Wien (OTS) - Das "Haus der Barmherzigkeit" fordert eigene Dialyse-Stationen für geriatrische Patienten. Prim. Univ.-Prof. Dr. Christoph Gisinger schlägt die Einbindung in geriatrische Pflegekrankenhäuser vor. Diese verfügen über die geeignete Infrastrukur als auch über geriatrisch geschultes Personal. In der Altersgruppe der über 75jährigen wird die Zahl der Dialyse-Patienten in den nächsten Jahren am stärksten zunehmen.

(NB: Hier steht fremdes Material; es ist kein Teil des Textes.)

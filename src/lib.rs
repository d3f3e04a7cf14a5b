// Pedantic clippy configuration for ML/math codebase
// These are acceptable in numerical/ML code:
#![allow(clippy::cast_precision_loss)] // usize→f64/f32 intentional in ML
#![allow(clippy::cast_possible_truncation)] // usize→u32 in tensor indexing
#![allow(clippy::cast_possible_wrap)] // usize→i64 in tensor ops
#![allow(clippy::many_single_char_names)] // x, y, i, j standard in math
#![allow(clippy::similar_names)] // related variables like `head`/`heads`
#![allow(clippy::module_name_repetitions)] // MetricKind in metrics.rs is fine
// Documentation pedantic - acceptable for research code:
#![allow(clippy::doc_markdown)] // backticks for every technical term is excessive
#![allow(clippy::missing_errors_doc)] // # Errors section for every Result fn
#![allow(clippy::missing_panics_doc)] // # Panics section for every panic
// Method style pedantic:
#![allow(clippy::must_use_candidate)] // #[must_use] on every pure fn is excessive
#![allow(clippy::return_self_not_must_use)] // #[must_use] on Self returns
#![allow(clippy::needless_pass_by_value)] // value params for API flexibility
#![allow(clippy::cast_sign_loss)] // f64→usize when value is known positive

//! knowledge-circuits: data and metric plumbing for circuit discovery
//!
//! Loads pretrained causal LMs into an instrumented (hooked) form, builds
//! knowledge-prompt datasets and assembles the metrics a circuit-discovery
//! algorithm optimises and reports.
//!
//! ## Architecture
//!
//! - `model`: model families, load profiles, weight and tokenizer loading
//! - `hooked`: HookedTransformer, hook points and activation patching
//! - `forward_gpt2`: GPT-2 forward pass with hook points
//! - `forward_gptj`: GPT-J forward pass with hook points
//! - `forward_neox`: GPT-NeoX forward pass with hook points
//! - `forward_llama`: LLaMA forward pass with hook points
//! - `attention`: Shared attention, rotary embeddings and per-head results
//! - `cache`: ActivationCache for recorded hook activations
//! - `masks`: Cached causal attention masks
//! - `data`: Validation tokens and repeat-candidate masks from disk or hub
//! - `dataset`: Knowledge prompt datasets
//! - `metrics`: KL divergence, NLL and matched-NLL metrics
//! - `experiment`: Experiment assembly (splits, baselines, metric binding)
//! - `batch`: One-row-per-target batch expansion

pub mod attention;
pub mod batch;
pub mod cache;
pub mod data;
pub mod dataset;
pub mod experiment;
pub mod forward_gpt2;
pub mod forward_gptj;
pub mod forward_llama;
pub mod forward_neox;
pub mod hooked;
pub mod masks;
pub mod metrics;
pub mod model;

#[cfg(test)]
mod test_support;

pub use batch::{one_item_per_batch, ExpandedBatch};
pub use cache::ActivationCache;
pub use data::{get_data, get_mask_repeat_candidates, DataConfig, DataSource};
pub use dataset::{KnowledgeDataset, KnowledgeDatasetConfig, KnowledgeType};
pub use experiment::{
    assemble_data_things, get_all_knowledge_things, AllDataThings, ExperimentConfig, MaskSource,
};
pub use forward_gpt2::{Gpt2Config, HookedGpt2};
pub use forward_gptj::{GptJConfig, HookedGptJ};
pub use forward_llama::{HookedLlama, LlamaConfig};
pub use forward_neox::{HookedNeoX, NeoXConfig};
pub use hooked::{configure_for_discovery, get_model, HookConfig, HookPoint, HookedTransformer, Hooks};
pub use masks::{clear_mask_caches, create_causal_mask};
pub use metrics::{
    KlDivergence, MatchNllMetric, Metric, MetricInputs, MetricKind, NegativeLogProbs,
};
pub use model::{
    device_from_str, load_model, resolve_model_name, ArchConfig, HookedBackend,
    KnowledgeTokenizer, LoadOptions, LoadProfile, LoadedModel, ModelFamily, TokenizerKind,
};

Nach der Dialyse-Enquete in Wien weist nun auch das geriatrische Pflegekrankenhaus "Haus der Barmherzigkeit" auf den steigenden Bedarf an Dialyse-Plätzen insbesondere für ältere Patienten hin. Ärztlicher Direktor Prim. Univ.-Prof. Dr. Christoph Gisinger bezieht sich auf Angaben der Österreichischen Gesellschaft für Nephrologie. Laut dieser hat sich die Zahl von über 75jährigen Patienten mit Nierenersatztherapie in Österreich in den letzten 10 Jahren mehr als verdoppelt. Gisinger: "Gab es 1993 rund 250 Patienten, waren es 2003 bereits mehr als 600 Patienten über 75 Jahren, die Dialyse bzw. Nierenwäsche brauchen. Somit handelt es sich um die Altersgruppe mit der größten Zunahme an Patienten. Für die nächsten Jahre ist eine zumindest ebenso starke Steigerung zu erwarten." Gisinger fordert daher wie Gesundheitsstaatssekretär Reinhart Waneck dezentrale Dialyse-Einrichtungen außerhalb von großen Akutspitälern. Hier bietet es sich an, Dialyse-Plätze in Kooperation mit geriatrischen Einrichtungen zu schaffen. Ziel sei, die Patienten so lange wie möglich zu Hause zu betreuen. Gerade dann brauchen sie für die ambulanten Dialyse Rahmenbedingungen, die auf besondere Bedürfnisse geriatrischer Patienten Rücksicht nehmen. Diese Infrastruktur ist in geriatrischen Krankenhäusern wie dem Haus der Barmherzigkeit gegeben, ist sich der Ärztliche Direktor sicher. Außerdem seien die Mitarbeiter im Pflege- und ärztlichen Dienst auf den Umgang mit geriatrischen Patienten geschult. "Ein hochbetagter, 80jähriger Dialyse-Patient hat nun einmal andere Bedürfnisse als ein 50jähriger, sowohl was die Behandlung als auch die Betreuung betrifft. Das wäre ein Schritt mehr zu dem vielzitierten "Altern in 'Würde'", so Gisinger. Der Geriatrie-Experte nennt auch die häufigste Ursache für die Notwendigkeit einer Nierenersatztherapie in der Altersgruppe der über 75jährigen. Die Nierenerkrankungen sind die Folge von Diabetes mellitus, Bluthochdruckerkrankungen und Atherosklerose. Daher weisen die geriatrischen Dialyse-Patienten sehr komplexe Krankheitskonstellationen auf. Dies erklärt auch die Tatsache, dass die Überlebensrate von solchen Patienten besonders verkürzt ist.